Beauty Campaigns Are Finally Letting Us Breathe

Photo via © Glossier

For years, beauty ads have felt suffocating: perfect skin, sculpted cheekbones, and filters so heavy you forget what real faces look like. But lately, that script is breaking.

Texture Is Coming Back

You see more freckles, pores, and brows that aren’t perfectly shaped. Brands are embracing natural light and softer edits that don’t flatten the face. Showing skin with all its texture reveals its true character and history.

This change isn’t limited to indie brands. Major beauty companies are starting to loosen their grip on perfection, making the change hard to miss.

Who’s Leading the Change?

You don’t have to dig far to see brands shifting gears. Glossier made a name for itself by celebrating natural skin and minimal makeup, putting real faces front and center.

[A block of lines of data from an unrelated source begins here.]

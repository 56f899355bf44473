use uom::si::f64::Mass;

use crate::support::constraint::{Constrained, ConstraintError, NonNegative};

use super::{FluidContent, NetworkSnapshot, SnapshotReadError, Species};

/// An in-memory fluid network.
///
/// Nodes keep the order in which they were added. The ground node, if any, is
/// listed like any other node and flagged through [`NetworkSnapshot::is_ground`],
/// so it never depends on its position.
#[derive(Debug, Clone, Default, PartialEq)]
pub struct Network {
    nodes: Vec<Node>,
    accumulators: Vec<FluidContent>,
    ice_mass: Option<Constrained<Mass, NonNegative>>,
}

#[derive(Debug, Clone, PartialEq)]
struct Node {
    content: FluidContent,
    ground: bool,
}

impl Network {
    /// Creates an empty network with no phase-change device.
    #[must_use]
    pub fn new() -> Self {
        Self::default()
    }

    /// Appends a node holding `content`.
    #[must_use]
    pub fn with_node(mut self, content: FluidContent) -> Self {
        self.nodes.push(Node {
            content,
            ground: false,
        });
        self
    }

    /// Appends an empty ground node.
    #[must_use]
    pub fn with_ground_node(self) -> Self {
        self.with_ground(FluidContent::empty())
    }

    /// Appends a ground node holding `content`.
    ///
    /// The content is never counted toward any mass total.
    #[must_use]
    pub fn with_ground(mut self, content: FluidContent) -> Self {
        self.nodes.push(Node {
            content,
            ground: true,
        });
        self
    }

    /// Appends an accumulator holding `content`.
    #[must_use]
    pub fn with_accumulator(mut self, content: FluidContent) -> Self {
        self.accumulators.push(content);
        self
    }

    /// Installs a phase-change device holding `ice_mass`.
    ///
    /// # Errors
    ///
    /// Returns a [`ConstraintError`] if `ice_mass` is negative or not a number.
    pub fn with_ice_mass(mut self, ice_mass: Mass) -> Result<Self, ConstraintError> {
        self.ice_mass = Some(NonNegative::new(ice_mass)?);
        Ok(self)
    }

    fn node(&self, index: usize) -> Result<&Node, SnapshotReadError> {
        self.nodes
            .get(index)
            .ok_or(SnapshotReadError::NodeOutOfRange {
                index,
                count: self.nodes.len(),
            })
    }
}

impl NetworkSnapshot for Network {
    type Accumulator = FluidContent;

    fn node_count(&self) -> usize {
        self.nodes.len()
    }

    fn is_ground(&self, index: usize) -> bool {
        self.nodes.get(index).is_some_and(|node| node.ground)
    }

    fn node_mass(&self, index: usize) -> Result<Mass, SnapshotReadError> {
        Ok(self.node(index)?.content.mass())
    }

    fn node_mass_fraction(
        &self,
        index: usize,
        species: Species,
    ) -> Result<f64, SnapshotReadError> {
        Ok(self.node(index)?.content.fraction(species))
    }

    fn accumulator_fluids(&self) -> &[FluidContent] {
        &self.accumulators
    }

    fn ice_mass(&self) -> Result<Mass, SnapshotReadError> {
        self.ice_mass
            .map(Constrained::into_inner)
            .ok_or(SnapshotReadError::PhaseChangeDeviceMissing)
    }
}
//! Mass conservation checks for fluid networks.
//!
//! A fluid network moves mass between nodes, accumulators and, through a
//! phase-change device, into and out of ice. Over any period of simulated time
//! the network should neither create nor destroy mass. This module samples
//! the network at two instants and checks:
//!
//! - **Total mass**: fluid mass plus ice mass is unchanged.
//! - **Phase change**: liquid water plus water vapor plus ice is unchanged.
//!
//! A failure in the first points to gross mass bookkeeping; a failure in the
//! second points to phase-transition bookkeeping.
//!
//! Use [`MassBalanceTest`] to drive a run from a harness that owns simulated
//! time, or [`MassBalanceModel`] to check two already-sampled states as a
//! [`twine_core::Model`].

mod core;
mod model;

pub use self::core::{
    Balance, CheckConfig, ConservationChecker, ConservationReport, ConservationResult,
    InitialCaptured, MassBalanceTest, MassState, SpeciesMasses, StateSampler, ToleranceBreach,
};
pub use model::{MassBalanceModel, MassStates};
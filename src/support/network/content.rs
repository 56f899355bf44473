use uom::si::f64::Mass;

use crate::support::constraint::{Constrained, ConstraintError, NonNegative, UnitInterval};

use super::{AccumulatorFluid, SnapshotReadError, Species};

/// A mass of fluid mixture with its species mass fractions.
///
/// Species without an explicit fraction have a fraction of zero.
#[derive(Debug, Clone, PartialEq)]
pub struct FluidContent {
    mass: Constrained<Mass, NonNegative>,
    fractions: Vec<(Species, Constrained<f64, UnitInterval>)>,
}

impl FluidContent {
    /// Creates content holding `mass` with no species fractions set.
    ///
    /// # Errors
    ///
    /// Returns a [`ConstraintError`] if `mass` is negative or not a number.
    pub fn new(mass: Mass) -> Result<Self, ConstraintError> {
        Ok(Self {
            mass: NonNegative::new(mass)?,
            fractions: Vec::new(),
        })
    }

    /// Creates content holding no mass.
    #[must_use]
    pub fn empty() -> Self {
        Self {
            mass: NonNegative::zero(),
            fractions: Vec::new(),
        }
    }

    /// Returns this content with the mass fraction of `species` set.
    ///
    /// Setting a species twice keeps the latest fraction.
    ///
    /// # Errors
    ///
    /// Returns a [`ConstraintError`] if `fraction` is outside `[0, 1]`.
    pub fn with_fraction(
        mut self,
        species: Species,
        fraction: f64,
    ) -> Result<Self, ConstraintError> {
        let fraction = UnitInterval::new(fraction)?;
        match self.fractions.iter_mut().find(|(s, _)| *s == species) {
            Some((_, existing)) => *existing = fraction,
            None => self.fractions.push((species, fraction)),
        }
        Ok(self)
    }

    /// Returns the fluid mass.
    #[must_use]
    pub fn mass(&self) -> Mass {
        self.mass.into_inner()
    }

    /// Returns the mass fraction of `species`, or zero if it was never set.
    #[must_use]
    pub fn fraction(&self, species: Species) -> f64 {
        self.fractions
            .iter()
            .find(|(s, _)| *s == species)
            .map_or(0.0, |(_, fraction)| fraction.into_inner())
    }

    /// Returns the mass of `species` held in this content.
    #[must_use]
    pub fn species_mass(&self, species: Species) -> Mass {
        self.mass() * self.fraction(species)
    }
}

impl AccumulatorFluid for FluidContent {
    fn mass(&self) -> Result<Mass, SnapshotReadError> {
        Ok(FluidContent::mass(self))
    }

    fn mass_fraction(&self, species: Species) -> Result<f64, SnapshotReadError> {
        Ok(self.fraction(species))
    }
}
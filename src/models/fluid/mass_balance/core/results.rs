//! Results of mass conservation checks.

use std::fmt;

use thiserror::Error;
use uom::si::{f64::Mass, mass::kilogram};

/// The conservation balance a result refers to.
#[derive(Debug, Clone, Copy, PartialEq, Eq, Hash)]
pub enum Balance {
    /// Total fluid mass plus ice mass.
    TotalMass,

    /// Water mass across liquid, vapor and ice phases.
    PhaseChange,
}

impl fmt::Display for Balance {
    fn fmt(&self, f: &mut fmt::Formatter<'_>) -> fmt::Result {
        match self {
            Self::TotalMass => f.write_str("total mass"),
            Self::PhaseChange => f.write_str("phase change"),
        }
    }
}

/// The outcome of one conservation balance.
#[derive(Debug, Clone, Copy, PartialEq)]
pub struct ConservationResult {
    /// Which balance was evaluated.
    pub balance: Balance,

    /// Net mass change the balance should have kept at zero.
    pub delta: Mass,

    /// Initial mass the tolerance was scaled by.
    pub reference: Mass,

    /// Largest acceptable magnitude of `delta`.
    pub bound: Mass,
}

impl ConservationResult {
    /// Returns `true` if `|delta| <= bound`.
    ///
    /// A `NaN` delta or bound never passes.
    #[must_use]
    pub fn passed(&self) -> bool {
        self.delta.abs() <= self.bound
    }

    /// Returns `|delta| / reference`, or `None` if the reference mass is zero.
    #[must_use]
    pub fn relative_error(&self) -> Option<f64> {
        let reference = self.reference.get::<kilogram>();
        if reference == 0.0 {
            return None;
        }
        Some(self.delta.abs().get::<kilogram>() / reference)
    }

    /// Converts this result into a `Result`, failing on a tolerance breach.
    ///
    /// # Errors
    ///
    /// Returns a [`ToleranceBreach`] if the balance did not pass.
    pub fn into_result(self) -> Result<Self, ToleranceBreach> {
        if self.passed() {
            Ok(self)
        } else {
            Err(ToleranceBreach {
                balance: self.balance,
                delta: self.delta,
                bound: self.bound,
            })
        }
    }
}

impl fmt::Display for ConservationResult {
    fn fmt(&self, f: &mut fmt::Formatter<'_>) -> fmt::Result {
        write!(
            f,
            "{}: delta={:e} kg, bound={:e} kg ({})",
            self.balance,
            self.delta.get::<kilogram>(),
            self.bound.get::<kilogram>(),
            if self.passed() { "PASS" } else { "FAIL" },
        )
    }
}

/// A conservation balance whose delta exceeded its bound.
#[derive(Debug, Clone, Copy, PartialEq, Error)]
#[error("{balance} not conserved: delta={delta:?} exceeds bound={bound:?}")]
pub struct ToleranceBreach {
    /// Which balance was breached.
    pub balance: Balance,

    /// Net mass change.
    pub delta: Mass,

    /// Bound the delta exceeded.
    pub bound: Mass,
}

/// Both conservation balances for one test run.
#[derive(Debug, Clone, Copy, PartialEq)]
pub struct ConservationReport {
    /// Total mass balance, with ice counted separately from fluid.
    pub total_mass: ConservationResult,

    /// Water balance across liquid, vapor and ice.
    pub phase_change: ConservationResult,
}

impl ConservationReport {
    /// Returns both results, total mass first.
    #[must_use]
    pub fn results(&self) -> [ConservationResult; 2] {
        [self.total_mass, self.phase_change]
    }

    /// Returns `true` if both balances passed.
    #[must_use]
    pub fn passed(&self) -> bool {
        self.total_mass.passed() && self.phase_change.passed()
    }

    /// Returns the breaches, if any, total mass first.
    pub fn breaches(&self) -> impl Iterator<Item = ToleranceBreach> {
        self.results()
            .into_iter()
            .filter_map(|result| result.into_result().err())
    }
}

impl fmt::Display for ConservationReport {
    fn fmt(&self, f: &mut fmt::Formatter<'_>) -> fmt::Result {
        writeln!(f, "{}", self.total_mass)?;
        write!(f, "{}", self.phase_change)
    }
}

#[cfg(test)]
mod tests {
    use super::*;

    use approx::assert_relative_eq;

    fn result(delta: f64, reference: f64, bound: f64) -> ConservationResult {
        ConservationResult {
            balance: Balance::TotalMass,
            delta: Mass::new::<kilogram>(delta),
            reference: Mass::new::<kilogram>(reference),
            bound: Mass::new::<kilogram>(bound),
        }
    }

    #[test]
    fn pass_is_inclusive_and_sign_independent() {
        assert!(result(1e-4, 100.0, 1e-4).passed());
        assert!(result(-1e-4, 100.0, 1e-4).passed());
        assert!(!result(-2e-4, 100.0, 1e-4).passed());
        assert!(!result(f64::NAN, 100.0, 1e-4).passed());
    }

    #[test]
    fn relative_error_needs_a_reference() {
        assert_relative_eq!(result(-2.0, 100.0, 1e-4).relative_error().unwrap(), 0.02);
        assert_eq!(result(0.0, 0.0, 1e-16).relative_error(), None);
    }

    #[test]
    fn breach_carries_diagnostics() {
        let breach = result(2.0, 100.0, 1e-4).into_result().unwrap_err();
        assert_eq!(breach.balance, Balance::TotalMass);
        assert_relative_eq!(breach.delta.get::<kilogram>(), 2.0);
        assert_relative_eq!(breach.bound.get::<kilogram>(), 1e-4);
        assert!(breach.to_string().starts_with("total mass not conserved"));
    }

    #[test]
    fn display_reports_verdict() {
        assert_eq!(
            result(2.0, 100.0, 1e-4).to_string(),
            "total mass: delta=2e0 kg, bound=1e-4 kg (FAIL)"
        );
        assert!(result(0.0, 100.0, 1e-4).to_string().ends_with("(PASS)"));
    }

    #[test]
    fn report_lists_breaches_in_order() {
        let report = ConservationReport {
            total_mass: result(2.0, 100.0, 1e-4),
            phase_change: ConservationResult {
                balance: Balance::PhaseChange,
                ..result(3.0, 10.0, 1e-5)
            },
        };

        assert!(!report.passed());
        let balances: Vec<_> = report.breaches().map(|b| b.balance).collect();
        assert_eq!(balances, [Balance::TotalMass, Balance::PhaseChange]);
    }
}
//! Sampling and conservation checks for fluid network mass.
//!
//! A run samples a [`MassState`] from the network before and after the period
//! under test, then checks two balances between them with a
//! [`ConservationChecker`].

mod check;
mod config;
mod protocol;
mod results;
mod sample;
mod state;

#[cfg(test)]
mod test_support;

pub use check::ConservationChecker;
pub use config::CheckConfig;
pub use protocol::{InitialCaptured, MassBalanceTest};
pub use results::{Balance, ConservationReport, ConservationResult, ToleranceBreach};
pub use sample::StateSampler;
pub use state::{MassState, SpeciesMasses};
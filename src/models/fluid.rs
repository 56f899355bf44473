//! Fluid network models.
//!
//! This module contains checks that verify the bookkeeping of fluid-network
//! simulations, such as conservation of mass across phase changes.

pub mod mass_balance;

Fenty Beauty pushed the conversation further by offering diverse shades and spotlighting models with unique features, freckles, scars, and all.

Even legacy brands are paying attention. Dove’s campaigns have long embraced real bodies and faces, and recently, Estée Lauder has started showing models with visible pores and softer lighting in their ads. Brands like Pat McGrath and Milk Makeup mix high glam with a fresh, less-polished edge, making space for beauty that feels alive and unfiltered.

The shift toward honest beauty is gaining ground fast and here to stay.

Gen Z’s Quiet Push

Gen Z grew up online, watching everyone chase the perfect selfie. But that shiny, filtered world has started to wear thin. They want more honesty, more texture. More of the “real” behind the gloss.

And brands, always quick to spot shifts, are responding. While polished Instagram faces remain popular, there’s growing interest in beauty that feels authentic.

Real Isn’t About Being “Relatable”

For years, fashion and beauty brands wanted models to feel “relatable” to the average person. So they tried to tone down the makeup or soften features to look more like “real people”, but it was still a carefully controlled version of “normal.”

Now, the new movement in beauty isn’t about pretending models look like everyday people. Instead, it celebrates unique traits, like asymmetry, unusual features, or quirks, that make each person stand out. It’s about showing real, imperfect, and interesting faces rather than trying to fit a watered-down “relatable” mold.

What’s Next?

This is not a revolution, not yet. But the cracks in the old system are clear. The smooth, hyper-glam ideal isn’t as dominant as it once was. People are hungry for something slower, more human, a beauty that breathes and feels honest.

Truthfully, that feels like a breath of fresh air.